Using the surface area: [math]\displaystyle{ d=\sqrt{\frac{A}{\pi}}=\sqrt{\frac{2A}{\tau}} }[/math]

Using the circumference: [math]\displaystyle{ d=\frac{c}{\pi}=\frac{2c}{\tau} }[/math]

Using the radius: [math]\displaystyle{ d=2r }[/math]

Using the volume: [math]\displaystyle{ d=\sqrt[3]{\frac{6V}{\pi}}=\sqrt[3]{\frac{12V}{\tau}} }[/math]
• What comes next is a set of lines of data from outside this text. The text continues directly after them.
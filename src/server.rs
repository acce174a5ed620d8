//! Server lifecycle
//!
//! Wires the pool, dispatcher, monitor and HTTP front together, and owns
//! the shutdown sequence: a signal cancels the root token, the listener
//! stops accepting, in-flight task handlers get a bounded drain window,
//! and every worker is closed unconditionally at the end.

use std::future::IntoFuture;
use std::sync::Arc;

use thiserror::Error;
use tokio::net::TcpListener;
use tokio::signal;
use tokio::sync::mpsc;
use tokio_util::sync::CancellationToken;
use tokio_util::task::TaskTracker;
use tracing::{error, info, warn};

use crate::config::{host_cpu_count, Config};
use crate::dispatch::Dispatcher;
use crate::engine::{EngineError, EngineFactory};
use crate::monitor::Monitor;
use crate::pool::{PoolConfig, ProcessorPool};
use crate::routes;
use crate::state::AppState;
use crate::stats::ServerStats;

#[derive(Error, Debug)]
pub enum ServerError {
    #[error("failed to bind {addr}: {source}")]
    Bind {
        addr: String,
        source: std::io::Error,
    },

    #[error("http server error: {0}")]
    Serve(#[from] std::io::Error),
}

pub struct Server {
    config: Config,
    pool: Arc<ProcessorPool>,
    stats: Arc<ServerStats>,
    cancel: CancellationToken,
}

impl Server {
    pub fn new(config: Config, factory: Arc<dyn EngineFactory>) -> Self {
        let pool = Arc::new(ProcessorPool::new(PoolConfig::from(&config), factory));
        Self {
            config,
            pool,
            stats: Arc::new(ServerStats::new()),
            cancel: CancellationToken::new(),
        }
    }

    /// Create the resident worker set. Fatal when the minimum cannot be
    /// brought up; pre-warm failures are logged inside the pool.
    pub async fn initialize(&self) -> Result<(), EngineError> {
        info!("initializing OCR processors");
        self.pool.initialize().await
    }

    /// Root token; cancelling it starts a graceful shutdown.
    pub fn cancel_token(&self) -> CancellationToken {
        self.cancel.clone()
    }

    pub fn pool(&self) -> &Arc<ProcessorPool> {
        &self.pool
    }

    pub fn stats(&self) -> &Arc<ServerStats> {
        &self.stats
    }

    /// Bind the configured address and serve until shutdown.
    pub async fn run(&self) -> Result<(), ServerError> {
        let addr = self.config.bind_addr();
        let listener = TcpListener::bind(&addr).await.map_err(|source| {
            error!(addr = %addr, error = %source, "failed to bind HTTP listener");
            ServerError::Bind { addr, source }
        })?;

        let cancel = self.cancel.clone();
        tokio::spawn(async move {
            shutdown_signal().await;
            info!("received shutdown signal, starting graceful shutdown");
            cancel.cancel();
        });

        self.serve(listener).await
    }

    /// Serve on an already-bound listener. Split from [`run`] so tests can
    /// drive the full lifecycle on an ephemeral port.
    pub async fn serve(&self, listener: TcpListener) -> Result<(), ServerError> {
        let (task_tx, task_rx) = mpsc::channel(self.config.queue_size.max(1));
        let state = AppState::new(
            self.config.clone(),
            Arc::clone(&self.stats),
            task_tx,
            self.cancel.clone(),
        );
        let app = routes::router(state);

        let tracker = TaskTracker::new();
        let dispatcher = Arc::new(Dispatcher::new(
            Arc::clone(&self.pool),
            Arc::clone(&self.stats),
            self.config.threshold_mode(),
            self.config.threshold_value,
            self.cancel.clone(),
            tracker.clone(),
        ));
        tokio::spawn(dispatcher.run(task_rx));

        let monitor = Monitor::new(
            Arc::clone(&self.pool),
            host_cpu_count(),
            self.cancel.clone(),
        );
        tokio::spawn(monitor.run());

        if let Ok(addr) = listener.local_addr() {
            info!(addr = %addr, "OCR server listening");
        }

        let shutdown = self.cancel.clone();
        let serve = axum::serve(listener, app)
            .with_graceful_shutdown(async move {
                shutdown.cancelled().await;
            })
            .into_future();

        // The graceful path waits for open connections; past the deadline
        // the listener is abandoned with whatever is still open.
        let deadline = self.cancel.clone();
        let shutdown_timeout = self.config.shutdown_timeout();
        tokio::select! {
            served = serve => served?,
            _ = async {
                deadline.cancelled().await;
                tokio::time::sleep(shutdown_timeout).await;
            } => {
                warn!("shutdown deadline exceeded, abandoning open connections");
            }
        }

        self.drain(tracker).await;
        Ok(())
    }

    /// Wait out in-flight task handlers, then close every worker.
    async fn drain(&self, tracker: TaskTracker) {
        tracker.close();
        let timeout = self.config.shutdown_timeout();
        match tokio::time::timeout(timeout, tracker.wait()).await {
            Ok(()) => info!("all task handlers exited"),
            Err(_) => warn!(
                timeout_secs = timeout.as_secs(),
                "timed out waiting for task handlers, closing workers anyway"
            ),
        }
        self.pool.drain_and_close().await;
        info!("server stopped");
    }
}

/// Resolve on SIGINT or SIGTERM.
async fn shutdown_signal() {
    let ctrl_c = async {
        if let Err(e) = signal::ctrl_c().await {
            error!(error = %e, "failed to install Ctrl+C handler");
            std::future::pending::<()>().await;
        }
    };

    #[cfg(unix)]
    let terminate = async {
        match signal::unix::signal(signal::unix::SignalKind::terminate()) {
            Ok(mut sig) => {
                sig.recv().await;
            }
            Err(e) => {
                error!(error = %e, "failed to install SIGTERM handler");
                std::future::pending::<()>().await;
            }
        }
    };

    #[cfg(not(unix))]
    let terminate = std::future::pending::<()>();

    tokio::select! {
        _ = ctrl_c => {}
        _ = terminate => {}
    }
}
Using the surface area: [math]\displaystyle{ r=\sqrt{\frac{A}{2\tau}}=\sqrt{\frac{A}{4\pi}} }[/math]

Using the circumference: [math]\displaystyle{ r=\frac{c}{\tau}=\frac{c}{2\pi} }[/math]

Using the diameter: [math]\displaystyle{ r=\frac{d}{2} }[/math]

Using the volume: [math]\displaystyle{ r=\sqrt[3]{\frac{3V}{2\tau}}=\sqrt[3]{\frac{3V}{4\pi}}\approx\frac{\sqrt[3]{15V}}{4} }[/math] (more simple but less precise)

Using the surface area: [math]\displaystyle{ V=\sqrt{\frac{A^3}{18\tau}}=\sqrt{\frac{A^3}{36\pi}} }[/math]

Using the circumference: [math]\displaystyle{ V=\frac{c^3}{6\pi^2}=\frac{2c^3}{3\tau^2} }[/math]

Using the diameter: [math]\displaystyle{ V=\frac{\pi d^3}{6}=\frac{\tau d^3}{12} }[/math]

Using the radius: [math]\displaystyle{ V=\frac{2\tau r^3}{3}=\frac{4\pi r^3}{3} }[/math]

In Cartesian coordinates, the equation for a sphere with a center at ([math]\displaystyle{ x_0 }[/math], [math]\displaystyle{ y_0 }[/math], [math]\displaystyle{ z_0 }[/math]) is as follows:

[math]\displaystyle{ (x-x_0)^2 + (y-y_0)^2 + (z-z_0)^2 = r^2 }[/math]

where [math]\displaystyle{ r }[/math] is the radius of the sphere.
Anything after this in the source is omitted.